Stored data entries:
*-*-*

use crate::backend::interface::{KeyValue, LedgerStore, Result, StateCursor, StoreError};
use crate::backend::{MemoryCursor, MemoryStore};

/// `MemoryStore` wrapper that rejects chosen calls.
#[derive(Clone, Debug, Default)]
pub(crate) struct FaultyStore {
    pub inner: MemoryStore,
    pub fail_get: bool,
    pub fail_delete: bool,
    /// Puts that succeed before every further put is rejected.
    pub puts_before_failure: Option<usize>,
    /// Entries a cursor yields before it reports an error.
    pub scan_before_failure: Option<usize>
}

impl FaultyStore {
    pub fn new(inner: MemoryStore) -> FaultyStore {
        FaultyStore { inner, ..FaultyStore::default() }
    }

    fn rejected(op: &'static str, key: &str) -> StoreError {
        StoreError::Rejected { op, key: key.to_owned(), reason: "injected failure".to_string() }
    }
}

impl LedgerStore for FaultyStore {
    type Cursor<'a> = FaultyCursor<'a>;

    fn get(&self, key: &str) -> Result<Option<Vec<u8>>> {
        if self.fail_get {
            return Err(FaultyStore::rejected("get", key));
        }
        self.inner.get(key)
    }

    fn put(&mut self, key: &str, value: Vec<u8>) -> Result<()> {
        match self.puts_before_failure.as_mut() {
            Some(0) => return Err(FaultyStore::rejected("put", key)),
            Some(remaining) => *remaining -= 1,
            None => ()
        }
        self.inner.put(key, value)
    }

    fn delete(&mut self, key: &str) -> Result<()> {
        if self.fail_delete {
            return Err(FaultyStore::rejected("delete", key));
        }
        self.inner.delete(key)
    }

    fn range(&self, start: &str, end: &str) -> Result<FaultyCursor<'_>> {
        Ok(FaultyCursor { inner: self.inner.range(start, end)?, remaining: self.scan_before_failure })
    }
}

pub(crate) struct FaultyCursor<'a> {
    inner: MemoryCursor<'a>,
    remaining: Option<usize>
}

impl<'a> Iterator for FaultyCursor<'a> {
    type Item = Result<KeyValue>;

    fn next(&mut self) -> Option<Self::Item> {
        match self.remaining.as_mut() {
            Some(0) => return Some(Err(StoreError::Cursor("disk went away".to_string()))),
            Some(remaining) => *remaining -= 1,
            None => ()
        }
        self.inner.next()
    }
}

impl<'a> StateCursor for FaultyCursor<'a> {
    fn close(&mut self) -> Result<()> {
        self.inner.close()
    }
}
use std::cell::Cell;
use std::collections::btree_map::{self, BTreeMap};
use std::ops::Bound;

use log::debug;

use crate::backend::interface::{KeyValue, LedgerStore, Result, StateCursor, StoreError};

/// Ordered in-memory world state.
#[derive(Debug, Clone, Default)]
pub struct MemoryStore {
    state: BTreeMap<String, Vec<u8>>,
    open_cursors: Cell<usize>
}

impl MemoryStore {
    pub fn new() -> MemoryStore {
        MemoryStore::default()
    }

    pub fn len(&self) -> usize {
        self.state.len()
    }

    pub fn is_empty(&self) -> bool {
        self.state.is_empty()
    }

    /// Number of cursors handed out by `range` and not yet closed.
    pub fn open_cursors(&self) -> usize {
        self.open_cursors.get()
    }

    pub fn entries(&self) -> impl Iterator<Item = (&str, &[u8])> {
        self.state.iter().map(|(key, value)| (key.as_str(), value.as_slice()))
    }

    fn bounds<'k>(start: &'k str, end: &'k str) -> Option<(Bound<&'k str>, Bound<&'k str>)> {
        let lower = if start.is_empty() { Bound::Unbounded } else { Bound::Included(start) };
        let upper = if end.is_empty() { Bound::Unbounded } else { Bound::Excluded(end) };

        // BTreeMap::range panics on inverted bounds
        if !start.is_empty() && !end.is_empty() && start > end {
            return None;
        }
        Some((lower, upper))
    }
}

impl FromIterator<(String, Vec<u8>)> for MemoryStore {
    fn from_iter<I: IntoIterator<Item = (String, Vec<u8>)>>(iter: I) -> Self {
        MemoryStore { state: iter.into_iter().collect(), open_cursors: Cell::new(0) }
    }
}

impl LedgerStore for MemoryStore {
    type Cursor<'a> = MemoryCursor<'a>;

    fn get(&self, key: &str) -> Result<Option<Vec<u8>>> {
        Ok(self.state.get(key).cloned())
    }

    fn put(&mut self, key: &str, value: Vec<u8>) -> Result<()> {
        debug!("put {} ({} bytes)", key, value.len());
        self.state.insert(key.to_owned(), value);
        Ok(())
    }

    fn delete(&mut self, key: &str) -> Result<()> {
        debug!("delete {}", key);
        self.state.remove(key);
        Ok(())
    }

    fn range(&self, start: &str, end: &str) -> Result<MemoryCursor<'_>> {
        let entries = MemoryStore::bounds(start, end)
            .map(|bounds| self.state.range::<str, _>(bounds));
        self.open_cursors.set(self.open_cursors.get() + 1);
        debug!("opened cursor over [{:?}, {:?})", start, end);
        Ok(MemoryCursor { entries, open_cursors: &self.open_cursors, closed: false })
    }
}

pub struct MemoryCursor<'a> {
    entries: Option<btree_map::Range<'a, String, Vec<u8>>>,
    open_cursors: &'a Cell<usize>,
    closed: bool
}

impl<'a> Iterator for MemoryCursor<'a> {
    type Item = Result<KeyValue>;

    fn next(&mut self) -> Option<Self::Item> {
        if self.closed {
            return Some(Err(StoreError::Cursor("stepped a closed cursor".to_string())));
        }
        self.entries.as_mut()?
            .next()
            .map(|(key, value)| Ok((key.clone(), value.clone())))
    }
}

impl<'a> StateCursor for MemoryCursor<'a> {
    fn close(&mut self) -> Result<()> {
        if self.closed {
            return Err(StoreError::Cursor("cursor closed twice".to_string()));
        }
        self.closed = true;
        self.open_cursors.set(self.open_cursors.get() - 1);
        debug!("closed cursor");
        Ok(())
    }
}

*-*-*

(ACTIVITY): Check each line above for the word "remaining" and copy every line that has it.

(FINISHED TASK):
            Some(remaining) => *remaining -= 1,
        Ok(FaultyCursor { inner: self.inner.range(start, end)?, remaining: self.scan_before_failure })
    remaining: Option<usize>
        match self.remaining.as_mut() {
            Some(remaining) => *remaining -= 1,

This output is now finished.